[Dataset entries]
·····

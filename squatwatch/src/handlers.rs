use anyhow::Context;
use clap::ArgMatches;
use colored::Colorize;
use squatwatch_core::report::{
    generate_csv_report, generate_json_report, generate_text_report, report_timestamp,
    save_report,
};
use squatwatch_core::search::{SearchOptions, SearchProgressCallback, execute_search};
use squatwatch_scanner::{DriverBackend, ProxyConfig, RadarSearcher, SearchResult};
use std::fs;
use std::path::PathBuf;
use std::sync::Arc;
use tracing::{error, info};
use tracing_subscriber::EnvFilter;
use url::Url;

/// Everything a search run needs, pulled out of the parsed command line.
#[derive(Debug, Clone)]
pub struct SearchArgs {
    pub domain: Option<String>,
    pub input_list: Option<PathBuf>,
    pub proxy: Option<ProxyConfig>,
    pub csv_out: Option<PathBuf>,
    pub json_out: Option<PathBuf>,
    pub keep_open: bool,
    pub threads: usize,
    pub headless: bool,
    pub webdriver_url: Option<Url>,
}

impl SearchArgs {
    pub fn from_matches(matches: &ArgMatches) -> Self {
        Self {
            domain: matches.get_one::<String>("domain").cloned(),
            input_list: matches.get_one::<PathBuf>("input-list").cloned(),
            proxy: matches.get_one::<ProxyConfig>("proxy").cloned(),
            csv_out: matches.get_one::<String>("csv-out").map(|p| expand_path(p)),
            json_out: matches.get_one::<String>("json-out").map(|p| expand_path(p)),
            keep_open: matches.get_flag("x"),
            threads: *matches.get_one::<usize>("threads").unwrap_or(&4),
            headless: matches.get_flag("headless"),
            webdriver_url: matches.get_one::<Url>("webdriver-url").cloned(),
        }
    }
}

fn expand_path(path: &str) -> PathBuf {
    PathBuf::from(shellexpand::tilde(path).as_ref())
}

/// Tracing filter for a `-v` count: info, then debug for our crates, then
/// debug everywhere, then trace.
pub fn log_filter(verbosity: u8) -> String {
    match verbosity {
        0 => "info".to_string(),
        1 => "info,squatwatch=debug,squatwatch_core=debug,squatwatch_scanner=debug".to_string(),
        2 => "debug".to_string(),
        _ => "trace".to_string(),
    }
}

/// Pick the tracing filter: a valid, non-empty `RUST_LOG` wins over `-v`.
pub fn env_filter(verbosity: u8, rust_log: Option<&str>) -> EnvFilter {
    rust_log
        .map(str::trim)
        .filter(|directives| !directives.is_empty())
        .and_then(|directives| EnvFilter::try_new(directives).ok())
        .unwrap_or_else(|| EnvFilter::new(log_filter(verbosity)))
}

/// Install the fmt subscriber.
pub fn init_logging(verbosity: u8) {
    let rust_log = std::env::var(EnvFilter::DEFAULT_ENV).ok();
    let filter = env_filter(verbosity, rust_log.as_deref());

    tracing_subscriber::fmt()
        .with_env_filter(filter)
        .with_target(false)
        .with_writer(std::io::stderr)
        .init();
}

// Helper functions for search handler

/// Load domains from either a list file or a single domain argument
pub fn load_domains_from_source(
    domain: Option<&String>,
    input_list: Option<&PathBuf>,
) -> Result<Vec<String>, String> {
    if let Some(list_path) = input_list {
        load_domains_from_file(list_path)
    } else if let Some(domain) = domain {
        parse_domain_line(domain)
            .map(|d| vec![d])
            .ok_or_else(|| format!("Invalid domain '{}'", domain))
    } else {
        Err("Must supply either the -d or -iL options.".to_string())
    }
}

/// Load and normalize domains from a file, skipping blanks, comments and duplicates
pub fn load_domains_from_file(path: &PathBuf) -> Result<Vec<String>, String> {
    let content = fs::read_to_string(path)
        .map_err(|e| format!("Failed to read input list {}: {}", path.display(), e))?;

    let mut domains: Vec<String> = Vec::new();
    for line in content.lines() {
        let line = line.trim();
        if line.is_empty() || line.starts_with('#') {
            continue;
        }
        match parse_domain_line(line) {
            Some(domain) if !domains.contains(&domain) => domains.push(domain),
            Some(_) => {}
            None => eprintln!("⚠️  Skipping invalid domain '{}'", line),
        }
    }

    if domains.is_empty() {
        return Err(format!("No valid domains found in {}", path.display()));
    }

    Ok(domains)
}

/// Reduce a line to a bare host name: scheme, port and path are dropped and
/// the result is lowercased.
pub fn parse_domain_line(line: &str) -> Option<String> {
    let line = line.trim();
    if line.is_empty() {
        return None;
    }

    let candidate = if line.contains("://") {
        line.to_string()
    } else {
        format!("http://{}", line)
    };

    let url = Url::parse(&candidate).ok()?;
    let host = url.host_str()?.trim_end_matches('.').to_lowercase();

    if host.contains('.') { Some(host) } else { None }
}

fn build_searcher(args: &SearchArgs) -> Result<RadarSearcher, String> {
    let backend = match &args.webdriver_url {
        Some(url) => DriverBackend::Remote(url.clone()),
        None => DriverBackend::locate_gecko().map_err(|e| e.to_string())?,
    };

    Ok(RadarSearcher::new(backend)
        .with_proxy(args.proxy.clone())
        .with_headless(args.headless)
        .with_keep_open(args.keep_open))
}

/// Write the requested CSV/JSON exports.
pub fn write_outputs(
    results: &[SearchResult],
    csv_out: Option<&PathBuf>,
    json_out: Option<&PathBuf>,
) -> anyhow::Result<()> {
    if let Some(path) = csv_out {
        info!("Dumping results to csv...");
        let csv = generate_csv_report(results).context("Failed to build csv report")?;
        save_report(&csv, path).with_context(|| format!("Failed to write {}", path.display()))?;
    }

    if let Some(path) = json_out {
        info!("Dumping results to json...");
        let json = generate_json_report(results, &report_timestamp())
            .context("Failed to build json report")?;
        save_report(&json, path).with_context(|| format!("Failed to write {}", path.display()))?;
    }

    Ok(())
}

pub async fn handle_search(matches: &ArgMatches) {
    let args = SearchArgs::from_matches(matches);

    let domains = match load_domains_from_source(args.domain.as_ref(), args.input_list.as_ref()) {
        Ok(domains) => domains,
        Err(e) => {
            eprintln!("✗ {}", e);
            std::process::exit(1);
        }
    };

    let searcher = match build_searcher(&args) {
        Ok(searcher) => searcher,
        Err(e) => {
            error!("{}", e);
            std::process::exit(1);
        }
    };

    println!("\n{} Searching {} domain(s)", "→".blue(), domains.len());
    if domains.len() > 1 {
        println!("Workers: {}", args.threads);
    }
    if let Some(ref proxy) = args.proxy {
        println!("Proxy: {}", proxy);
    }
    println!();

    let options = SearchOptions {
        domains,
        threads: args.threads,
        show_progress_bars: true,
    };

    let progress_callback: SearchProgressCallback = Arc::new(|msg: String| {
        println!("{}", msg);
    });

    let outcome = match execute_search(&searcher, options, Some(progress_callback)).await {
        Ok(outcome) => outcome,
        Err(e) => {
            eprintln!("{} Search failed: {}", "✗".red().bold(), e);
            std::process::exit(1);
        }
    };

    for failure in &outcome.failures {
        eprintln!(
            "{} {}: {}",
            "✗".red().bold(),
            failure.domain.bright_white(),
            failure.reason
        );
    }

    if outcome.results.is_empty() {
        eprintln!("{} No lookups succeeded", "✗".red().bold());
        std::process::exit(1);
    }

    println!("\n{} Search complete!\n", "✓".green().bold());
    print!("{}", generate_text_report(&outcome.results));

    if let Err(e) = write_outputs(
        &outcome.results,
        args.csv_out.as_ref(),
        args.json_out.as_ref(),
    ) {
        eprintln!("{} {:#}", "✗".red().bold(), e);
        std::process::exit(1);
    }

    for path in args.csv_out.iter().chain(args.json_out.iter()) {
        println!("{} Wrote {}", "✓".green().bold(), path.display());
    }
}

·····

## What is required
Scan the entries above for the string "directives" and copy each line that contains it.

## Answer box
        .filter(|directives| !directives.is_empty())
        .and_then(|directives| EnvFilter::try_new(directives).ok())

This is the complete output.